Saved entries
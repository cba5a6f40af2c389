//! The shape model.
//!
//! Every drawable kind implements [`Shape`]; the collection stores them as the
//! closed [`ShapeType`] enum so dispatch stays exhaustive.

use std::fmt;

use crate::color::ShapeColor;
use crate::config::EditorConfig;
use crate::error::{EditorError, EditorResult};
use crate::geometry::{Position, point_in_circle};
use crate::renderer::Surface;

mod circle;
mod common;
mod ellipse;
mod placeholder;
mod point;
mod section;

pub use circle::Circle;
pub use common::{MIN_SHAPE_SIZE, ShapeCore, ShapeId};
pub use ellipse::Ellipse;
pub use placeholder::Placeholder;
pub use point::Point;
pub use section::Section;

/// Every kind of shape the editor knows about
#[derive(Debug, Clone, Copy, PartialEq, Eq, Hash)]
pub enum ShapeKind {
    Point,
    Circle,
    Ellipse,
    Section,
    Rectangle,
    Square,
    Triangle,
}

impl ShapeKind {
    pub fn name(&self) -> &'static str {
        match self {
            ShapeKind::Point => "Point",
            ShapeKind::Circle => "Circle",
            ShapeKind::Ellipse => "Ellipse",
            ShapeKind::Section => "Section",
            ShapeKind::Rectangle => "Rectangle",
            ShapeKind::Square => "Square",
            ShapeKind::Triangle => "Triangle",
        }
    }

    /// Kinds that exist as creation modes but have no geometry yet
    pub fn is_placeholder(&self) -> bool {
        matches!(
            self,
            ShapeKind::Rectangle | ShapeKind::Square | ShapeKind::Triangle
        )
    }
}

impl fmt::Display for ShapeKind {
    fn fmt(&self, f: &mut fmt::Formatter<'_>) -> fmt::Result {
        f.write_str(self.name())
    }
}

/// Common trait that all shapes implement
pub trait Shape {
    fn kind(&self) -> ShapeKind;

    fn core(&self) -> &ShapeCore;

    fn core_mut(&mut self) -> &mut ShapeCore;

    /// Radius around the center within which a click counts as a hit
    fn hit_radius(&self) -> f64;

    /// Grow (positive) or shrink (negative) the shape.
    ///
    /// Fails without changing the shape if the result would be degenerate.
    fn resize(&mut self, delta: f64) -> EditorResult<()>;

    /// Draw the shape with the surface's current pen
    fn paint(&self, surface: &mut dyn Surface);

    /// Pure hit query; selection is left to the caller
    fn contains(&self, pos: Position) -> bool {
        point_in_circle(pos, self.center(), self.hit_radius())
    }

    fn move_by(&mut self, delta: Position) {
        self.core_mut().center += delta;
    }

    fn id(&self) -> ShapeId {
        self.core().id
    }

    fn center(&self) -> Position {
        self.core().center
    }

    fn color(&self) -> ShapeColor {
        self.core().color
    }

    fn set_color(&mut self, color: ShapeColor) {
        self.core_mut().color = color;
    }

    fn is_selected(&self) -> bool {
        self.core().selected
    }

    fn select(&mut self) {
        self.core_mut().selected = true;
    }

    fn deselect(&mut self) {
        self.core_mut().selected = false;
    }
}

/// Enumeration of all shapes that can live in a collection
#[derive(Debug, Clone, PartialEq)]
pub enum ShapeType {
    Circle(Circle),
    Ellipse(Ellipse),
    Section(Section),
    Placeholder(Placeholder),
}

impl ShapeType {
    /// Creates a shape of `kind` anchored at `at`, sized from `config`.
    ///
    /// Points cannot be placed on their own.
    pub fn create(kind: ShapeKind, at: Position, config: &EditorConfig) -> EditorResult<Self> {
        common::validate_position(at)?;
        let color = config.default_color;

        let shape = match kind {
            ShapeKind::Circle => ShapeType::Circle(Circle::new(at, config.radius, color)),
            ShapeKind::Ellipse => ShapeType::Ellipse(Ellipse::new(
                at,
                config.radius + config.ellipse_spread,
                config.radius - config.ellipse_spread,
                color,
            )),
            ShapeKind::Section => {
                let offset = Position::new(config.section_offset, config.section_offset);
                ShapeType::Section(Section::new(
                    at,
                    at - offset,
                    at + offset,
                    config.section_scale_factor,
                    color,
                ))
            }
            ShapeKind::Rectangle | ShapeKind::Square | ShapeKind::Triangle => {
                ShapeType::Placeholder(Placeholder::new(kind, at, color))
            }
            ShapeKind::Point => {
                return Err(EditorError::InvalidGeometry(
                    "a point cannot be placed as a standalone shape".to_string(),
                ));
            }
        };
        Ok(shape)
    }

    /// Hit-test that selects the shape on success.
    ///
    /// Other shapes are left alone; clearing them is the controller's job.
    pub fn hit_test(&mut self, pos: Position) -> bool {
        let hit = self.contains(pos);
        if hit {
            self.select();
        }
        hit
    }

    fn inner(&self) -> &dyn Shape {
        match self {
            ShapeType::Circle(s) => s,
            ShapeType::Ellipse(s) => s,
            ShapeType::Section(s) => s,
            ShapeType::Placeholder(s) => s,
        }
    }

    fn inner_mut(&mut self) -> &mut dyn Shape {
        match self {
            ShapeType::Circle(s) => s,
            ShapeType::Ellipse(s) => s,
            ShapeType::Section(s) => s,
            ShapeType::Placeholder(s) => s,
        }
    }
}

impl Shape for ShapeType {
    fn kind(&self) -> ShapeKind {
        self.inner().kind()
    }

    fn core(&self) -> &ShapeCore {
        self.inner().core()
    }

    fn core_mut(&mut self) -> &mut ShapeCore {
        self.inner_mut().core_mut()
    }

    fn hit_radius(&self) -> f64 {
        self.inner().hit_radius()
    }

    fn resize(&mut self, delta: f64) -> EditorResult<()> {
        self.inner_mut().resize(delta)
    }

    fn paint(&self, surface: &mut dyn Surface) {
        self.inner().paint(surface)
    }

    fn contains(&self, pos: Position) -> bool {
        self.inner().contains(pos)
    }

    fn move_by(&mut self, delta: Position) {
        self.inner_mut().move_by(delta)
    }

    fn set_color(&mut self, color: ShapeColor) {
        self.inner_mut().set_color(color)
    }
}

#[cfg(test)]
mod tests {
    use super::*;

    fn config() -> EditorConfig {
        EditorConfig::default()
    }

    #[test]
    fn test_create_circle_uses_configured_radius() {
        let shape = ShapeType::create(ShapeKind::Circle, Position::new(200.0, 200.0), &config())
            .unwrap();
        match &shape {
            ShapeType::Circle(circle) => assert_eq!(circle.radius(), 70.0),
            other => panic!("expected a circle, got {other:?}"),
        }
        assert_eq!(shape.center(), Position::new(200.0, 200.0));
        assert_eq!(shape.color(), ShapeColor::RED);
        assert!(!shape.is_selected());
    }

    #[test]
    fn test_create_ellipse_spreads_radii() {
        let shape = ShapeType::create(ShapeKind::Ellipse, Position::new(0.0, 0.0), &config())
            .unwrap();
        match shape {
            ShapeType::Ellipse(ellipse) => assert_eq!(ellipse.radii(), (90.0, 50.0)),
            other => panic!("expected an ellipse, got {other:?}"),
        }
    }

    #[test]
    fn test_create_section_offsets_endpoints() {
        let shape = ShapeType::create(ShapeKind::Section, Position::new(100.0, 100.0), &config())
            .unwrap();
        match shape {
            ShapeType::Section(section) => assert_eq!(
                section.endpoints(),
                (Position::new(50.0, 50.0), Position::new(150.0, 150.0))
            ),
            other => panic!("expected a section, got {other:?}"),
        }
    }

    #[test]
    fn test_create_placeholders() {
        for kind in [ShapeKind::Rectangle, ShapeKind::Square, ShapeKind::Triangle] {
            let mut shape = ShapeType::create(kind, Position::new(10.0, 10.0), &config()).unwrap();
            assert_eq!(shape.kind(), kind);
            assert!(kind.is_placeholder());
            assert!(!shape.contains(Position::new(10.0, 10.0)));
            assert!(shape.resize(10.0).is_ok());
            shape.move_by(Position::new(5.0, 0.0));
            assert_eq!(shape.center(), Position::new(15.0, 10.0));
        }
    }

    #[test]
    fn test_point_is_not_creatable() {
        assert!(ShapeType::create(ShapeKind::Point, Position::ZERO, &config()).is_err());
    }

    #[test]
    fn test_non_finite_position_is_rejected() {
        let result = ShapeType::create(ShapeKind::Circle, Position::new(f64::NAN, 0.0), &config());
        assert!(matches!(result, Err(EditorError::InvalidGeometry(_))));
    }

    #[test]
    fn test_hit_test_selects_on_hit_only() {
        let mut shape =
            ShapeType::create(ShapeKind::Circle, Position::new(0.0, 0.0), &config()).unwrap();
        assert!(!shape.hit_test(Position::new(100.0, 0.0)));
        assert!(!shape.is_selected());
        assert!(shape.hit_test(Position::new(0.0, 0.0)));
        assert!(shape.is_selected());
    }

    #[test]
    fn test_set_color_reaches_section_endpoints() {
        let mut shape =
            ShapeType::create(ShapeKind::Section, Position::new(0.0, 0.0), &config()).unwrap();
        let blue = ShapeColor::from_rgb(0, 0, 255);
        shape.set_color(blue);
        assert_eq!(shape.color(), blue);
    }
}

PROBLEM
Your task is to return each line of the data above that contains the string "PartialEq".

THE COMPLETED TASK
#[derive(Debug, Clone, Copy, PartialEq, Eq, Hash)]
#[derive(Debug, Clone, PartialEq)]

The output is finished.